Show every line from the data below that includes "FileInfo".

[[ RECORDS open ]]

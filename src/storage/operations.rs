//! Storage operations
//!
//! Implements the six workspace file operations. Each one resolves its path
//! arguments through the workspace root before touching the filesystem, so a
//! rejected path never causes a side effect.

use log::{error, info};
use std::fs;
use std::io;
use std::sync::Arc;

use crate::error::StorageError;
use crate::storage::filesystem::{create_directory, ensure_parent};
use crate::storage::permissions::{created_time, modified_time, permission_bits};
use crate::storage::results::{
    CreateDirectoryResult, DirectoryEntry, EntryKind, FileInfo, ListResult, MoveResult, ReadResult,
    WriteResult,
};
use crate::storage::validation::{ConfinedPath, WorkspaceRoot, relative_to_root};

/// File operations confined to a single workspace root.
///
/// Holds no per-request state; clones share the same root.
#[derive(Debug, Clone)]
pub struct FileOperations {
    root: Arc<WorkspaceRoot>,
}

impl FileOperations {
    pub fn new(root: Arc<WorkspaceRoot>) -> Self {
        Self { root }
    }

    /// Reads a whole file as UTF-8 text.
    ///
    /// Only regular files are read; directories, FIFOs and sockets are `NotAFile`.
    pub fn read_file(&self, path: &str) -> Result<ReadResult, StorageError> {
        let target = self.root.resolve(path)?;
        let metadata = stat_existing(&target)?;
        if !metadata.is_file() {
            return Err(StorageError::NotAFile(path.to_string()));
        }

        let bytes = fs::read(&target).map_err(|e| {
            error!("Failed to read {} (real: {}): {}", path, target.as_path().display(), e);
            StorageError::io("Error reading file", path)(e)
        })?;
        let content = String::from_utf8(bytes).map_err(|source| StorageError::Decode {
            path: path.to_string(),
            source,
        })?;

        info!("Read file {} ({} bytes)", path, content.len());
        Ok(ReadResult {
            content,
            path: path.to_string(),
        })
    }

    /// Creates missing ancestors, then creates or truncates the file with `content`.
    pub fn write_file(&self, path: &str, content: &str) -> Result<WriteResult, StorageError> {
        let target = self.root.resolve(path)?;

        ensure_parent(target.as_path())
            .and_then(|_| fs::write(&target, content.as_bytes()))
            .map_err(|e| {
                error!("Failed to write {} (real: {}): {}", path, target.as_path().display(), e);
                StorageError::io("Error writing file", path)(e)
            })?;

        info!("Wrote file {} ({} bytes)", path, content.len());
        Ok(WriteResult {
            path: path.to_string(),
            size: content.len() as u64,
        })
    }

    /// Creates a directory with its ancestors. An existing directory is not an error.
    pub fn create_directory(&self, path: &str) -> Result<CreateDirectoryResult, StorageError> {
        let target = self.root.resolve(path)?;

        match fs::metadata(&target) {
            Ok(metadata) if metadata.is_dir() => {
                info!("Directory {} already exists", path);
                return Ok(CreateDirectoryResult {
                    path: path.to_string(),
                    created: false,
                });
            }
            Ok(_) => return Err(StorageError::NotADirectory(path.to_string())),
            Err(e) if e.kind() == io::ErrorKind::NotFound => {}
            Err(e) => return Err(StorageError::io("Error creating directory", path)(e)),
        }

        create_directory(target.as_path()).map_err(|e| {
            error!(
                "Failed to create directory {} (real: {}): {}",
                path,
                target.as_path().display(),
                e
            );
            StorageError::io("Error creating directory", path)(e)
        })?;

        info!("Created directory {}", path);
        Ok(CreateDirectoryResult {
            path: path.to_string(),
            created: true,
        })
    }

    /// Lists the immediate children of a directory, sorted by name.
    pub fn list_directory(&self, path: &str) -> Result<ListResult, StorageError> {
        let target = self.root.resolve(path)?;
        let metadata = stat_existing(&target)?;
        if !metadata.is_dir() {
            return Err(StorageError::NotADirectory(path.to_string()));
        }

        let entries = fs::read_dir(&target).map_err(|e| {
            error!(
                "Failed to list directory {} (real: {}): {}",
                path,
                target.as_path().display(),
                e
            );
            StorageError::io("Error listing directory", path)(e)
        })?;

        let mut items = Vec::new();
        for entry in entries {
            let entry = entry.map_err(StorageError::io("Error listing directory", path))?;
            let child = entry.path();

            // Follows symlinks; a dangling link is reported as a file without a size.
            let (kind, size) = match fs::metadata(&child) {
                Ok(m) if m.is_dir() => (EntryKind::Directory, None),
                Ok(m) if m.is_file() => (EntryKind::File, Some(m.len())),
                _ => (EntryKind::File, None),
            };

            items.push(DirectoryEntry {
                name: entry.file_name().to_string_lossy().into_owned(),
                kind,
                size,
                path: relative_to_root(&self.root, &child),
            });
        }
        items.sort_by(|a, b| a.name.cmp(&b.name));

        info!("Listed directory {} - {} entries", path, items.len());
        Ok(ListResult {
            path: path.to_string(),
            items,
        })
    }

    /// Moves or renames a file or directory. Never overwrites the destination.
    pub fn move_file(&self, source: &str, destination: &str) -> Result<MoveResult, StorageError> {
        let from = self.root.resolve(source)?;
        let to = self.root.resolve(destination)?;

        if !exists(&from, source)? {
            return Err(StorageError::NotFound(source.to_string()));
        }
        if exists(&to, destination)? {
            return Err(StorageError::AlreadyExists(destination.to_string()));
        }

        ensure_parent(to.as_path())
            .and_then(|_| fs::rename(&from, &to))
            .map_err(|e| {
                error!(
                    "Failed to move {} to {} (real: {} -> {}): {}",
                    source,
                    destination,
                    from.as_path().display(),
                    to.as_path().display(),
                    e
                );
                StorageError::io("Error moving file", source)(e)
            })?;

        info!("Moved {} to {}", source, destination);
        Ok(MoveResult {
            source_path: source.to_string(),
            destination_path: destination.to_string(),
        })
    }

    /// Reports metadata for a file or directory.
    pub fn get_file_info(&self, path: &str) -> Result<FileInfo, StorageError> {
        let target = self.root.resolve(path)?;
        let metadata = stat_existing(&target)?;

        let name = target
            .as_path()
            .file_name()
            .map(|n| n.to_string_lossy().into_owned())
            .unwrap_or_default();
        let kind = if metadata.is_dir() {
            EntryKind::Directory
        } else {
            EntryKind::File
        };

        info!("Retrieved info for {}", path);
        Ok(FileInfo {
            path: path.to_string(),
            name,
            kind,
            size: metadata.len(),
            modified_time: modified_time(&metadata),
            created_time: created_time(&metadata),
            permissions: permission_bits(&metadata),
        })
    }
}

/// Stats a confined path, mapping absence to `NotFound`.
fn stat_existing(target: &ConfinedPath) -> Result<fs::Metadata, StorageError> {
    let raw = target.requested();
    fs::metadata(target).map_err(|e| match e.kind() {
        io::ErrorKind::NotFound | io::ErrorKind::NotADirectory => {
            StorageError::NotFound(raw.to_string())
        }
        _ => StorageError::io("Error accessing", raw)(e),
    })
}

fn exists(target: &ConfinedPath, raw: &str) -> Result<bool, StorageError> {
    target
        .as_path()
        .try_exists()
        .map_err(StorageError::io("Error accessing", raw))
}

#[cfg(test)]
mod tests {
    use super::*;
    use tempfile::TempDir;

    fn engine() -> (TempDir, FileOperations) {
        let tmp = TempDir::new().unwrap();
        let root = WorkspaceRoot::open(tmp.path()).unwrap();
        (tmp, FileOperations::new(Arc::new(root)))
    }

    #[test]
    fn test_write_then_read_round_trip() {
        let (_tmp, ops) = engine();
        let content = "Hello, Filesystem Sandbox!\nThis is a demo file.\n";

        let written = ops.write_file("demo/hello.txt", content).unwrap();
        assert_eq!(written.size, content.len() as u64);

        let read = ops.read_file("demo/hello.txt").unwrap();
        assert_eq!(read.content, content);
        assert_eq!(read.path, "demo/hello.txt");
    }

    #[test]
    fn test_write_creates_missing_ancestors() {
        let (tmp, ops) = engine();
        ops.write_file("/a/b/c/d.txt", "deep").unwrap();
        assert!(tmp.path().join("a/b/c").is_dir());
        assert_eq!(fs::read_to_string(tmp.path().join("a/b/c/d.txt")).unwrap(), "deep");
    }

    #[test]
    fn test_write_reports_byte_length() {
        let (_tmp, ops) = engine();
        let written = ops.write_file("u.txt", "héllo").unwrap();
        assert_eq!(written.size, 6);
    }

    #[test]
    fn test_write_overwrites_existing_file() {
        let (_tmp, ops) = engine();
        ops.write_file("f.txt", "first version").unwrap();
        ops.write_file("f.txt", "v2").unwrap();
        assert_eq!(ops.read_file("f.txt").unwrap().content, "v2");
    }

    #[test]
    fn test_write_outside_workspace_has_no_side_effects() {
        let (tmp, ops) = engine();
        let err = ops.write_file("newdir/../../escape.txt", "x").unwrap_err();
        assert!(matches!(err, StorageError::AccessDenied(_)));
        assert!(!tmp.path().join("newdir").exists());
        assert!(!tmp.path().parent().unwrap().join("escape.txt").exists());
    }

    #[test]
    fn test_read_missing_file() {
        let (_tmp, ops) = engine();
        assert!(matches!(
            ops.read_file("nope.txt"),
            Err(StorageError::NotFound(p)) if p == "nope.txt"
        ));
    }

    #[test]
    fn test_read_directory_is_not_a_file() {
        let (_tmp, ops) = engine();
        ops.create_directory("dir").unwrap();
        assert!(matches!(ops.read_file("dir"), Err(StorageError::NotAFile(_))));
    }

    #[cfg(unix)]
    #[test]
    fn test_read_socket_is_not_a_file() {
        let (tmp, ops) = engine();
        let _listener = std::os::unix::net::UnixListener::bind(tmp.path().join("sock")).unwrap();

        assert!(matches!(
            ops.read_file("sock"),
            Err(StorageError::NotAFile(p)) if p == "sock"
        ));
    }

    #[test]
    fn test_read_invalid_utf8_is_decode_error() {
        let (tmp, ops) = engine();
        fs::write(tmp.path().join("bin.dat"), [0xff, 0xfe, 0x00]).unwrap();
        let err = ops.read_file("bin.dat").unwrap_err();
        assert_eq!(err.kind(), crate::error::ErrorKind::DecodeError);
    }

    #[test]
    fn test_create_directory_is_idempotent() {
        let (tmp, ops) = engine();
        let first = ops.create_directory("x/y").unwrap();
        assert!(first.created);
        assert!(tmp.path().join("x/y").is_dir());

        let second = ops.create_directory("x/y").unwrap();
        assert!(!second.created);
        assert_eq!(second.path, "x/y");
    }

    #[test]
    fn test_create_directory_over_file_fails() {
        let (_tmp, ops) = engine();
        ops.write_file("f.txt", "x").unwrap();
        assert!(matches!(
            ops.create_directory("f.txt"),
            Err(StorageError::NotADirectory(_))
        ));
    }

    #[test]
    fn test_list_directory_reports_kinds_and_sizes() {
        let (_tmp, ops) = engine();
        ops.write_file("a/b.txt", "hi").unwrap();
        ops.create_directory("a/sub").unwrap();

        let listing = ops.list_directory("a").unwrap();
        assert_eq!(listing.path, "a");
        assert_eq!(
            listing.items,
            vec![
                DirectoryEntry {
                    name: "b.txt".into(),
                    kind: EntryKind::File,
                    size: Some(2),
                    path: "a/b.txt".into(),
                },
                DirectoryEntry {
                    name: "sub".into(),
                    kind: EntryKind::Directory,
                    size: None,
                    path: "a/sub".into(),
                },
            ]
        );
    }

    #[test]
    fn test_list_root_and_errors() {
        let (_tmp, ops) = engine();
        ops.write_file("top.txt", "t").unwrap();
        let listing = ops.list_directory("/").unwrap();
        assert_eq!(listing.items.len(), 1);
        assert_eq!(listing.items[0].path, "top.txt");

        assert!(matches!(ops.list_directory("missing"), Err(StorageError::NotFound(_))));
        assert!(matches!(
            ops.list_directory("top.txt"),
            Err(StorageError::NotADirectory(_))
        ));
    }

    #[test]
    fn test_move_renames_and_creates_parents() {
        let (tmp, ops) = engine();
        ops.write_file("demo/config.json", "{}").unwrap();

        let moved = ops.move_file("demo/config.json", "archive/settings.json").unwrap();
        assert_eq!(moved.source_path, "demo/config.json");
        assert_eq!(moved.destination_path, "archive/settings.json");
        assert!(!tmp.path().join("demo/config.json").exists());
        assert_eq!(ops.read_file("archive/settings.json").unwrap().content, "{}");
    }

    #[test]
    fn test_move_never_overwrites() {
        let (_tmp, ops) = engine();
        ops.write_file("src.txt", "source").unwrap();
        ops.write_file("dst.txt", "destination").unwrap();

        assert!(matches!(
            ops.move_file("src.txt", "dst.txt"),
            Err(StorageError::AlreadyExists(p)) if p == "dst.txt"
        ));
        assert_eq!(ops.read_file("src.txt").unwrap().content, "source");
        assert_eq!(ops.read_file("dst.txt").unwrap().content, "destination");
    }

    #[test]
    fn test_move_missing_source() {
        let (_tmp, ops) = engine();
        assert!(matches!(
            ops.move_file("ghost.txt", "other.txt"),
            Err(StorageError::NotFound(p)) if p == "ghost.txt"
        ));
    }

    #[test]
    fn test_move_checks_both_paths_before_acting() {
        let (_tmp, ops) = engine();
        ops.write_file("keep.txt", "k").unwrap();
        assert!(matches!(
            ops.move_file("keep.txt", "../../stolen.txt"),
            Err(StorageError::AccessDenied(_))
        ));
        assert_eq!(ops.read_file("keep.txt").unwrap().content, "k");
    }

    #[test]
    fn test_file_info_for_file_and_directory() {
        let (tmp, ops) = engine();
        ops.write_file("demo/hello.txt", "hello").unwrap();

        let info = ops.get_file_info("demo/hello.txt").unwrap();
        assert_eq!(info.name, "hello.txt");
        assert_eq!(info.kind, EntryKind::File);
        assert_eq!(info.size, 5);
        assert_eq!(info.permissions.len(), 3);
        assert!(info.permissions.chars().all(|c| ('0'..='7').contains(&c)));

        let dir = ops.get_file_info("demo").unwrap();
        assert_eq!(dir.kind, EntryKind::Directory);

        let root = ops.get_file_info("").unwrap();
        let root_name = tmp.path().canonicalize().unwrap();
        assert_eq!(
            root.name,
            root_name.file_name().unwrap().to_string_lossy().into_owned()
        );
    }

    #[test]
    fn test_file_info_missing() {
        let (_tmp, ops) = engine();
        assert!(matches!(ops.get_file_info("none"), Err(StorageError::NotFound(_))));
    }
}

[[ RECORDS closed ]]

→ ANSWER BELOW:
    CreateDirectoryResult, DirectoryEntry, EntryKind, FileInfo, ListResult, MoveResult, ReadResult,
    pub fn get_file_info(&self, path: &str) -> Result<FileInfo, StorageError> {
        Ok(FileInfo {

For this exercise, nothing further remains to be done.